**What is being asked**
From the entries that follow, copy every line with the word "Result".

**Data excerpts**

//! Common error types for blockback.
//!
//! This crate provides the unified error vocabulary shared by the monitor and
//! core crates, so that lookup failures, state-machine violations, and
//! timeouts read the same everywhere.
//!
//! # Crate-Specific Errors
//!
//! Each crate defines its own error type that wraps `CommonError`:
//!
//! ```rust,ignore
//! use blockback_error::CommonError;
//! use thiserror::Error;
//!
//! #[derive(Debug, Error)]
//! pub enum MyError {
//!     #[error(transparent)]
//!     Common(#[from] CommonError),
//!
//!     #[error("my specific error: {0}")]
//!     Specific(String),
//! }
//! ```

mod common;

pub use common::CommonError;

/// Result type alias using `CommonError`.
pub type Result<T> = std::result::Result<T, CommonError>;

**Solved exercise**
/// Result type alias using `CommonError`.
pub type Result<T> = std::result::Result<T, CommonError>;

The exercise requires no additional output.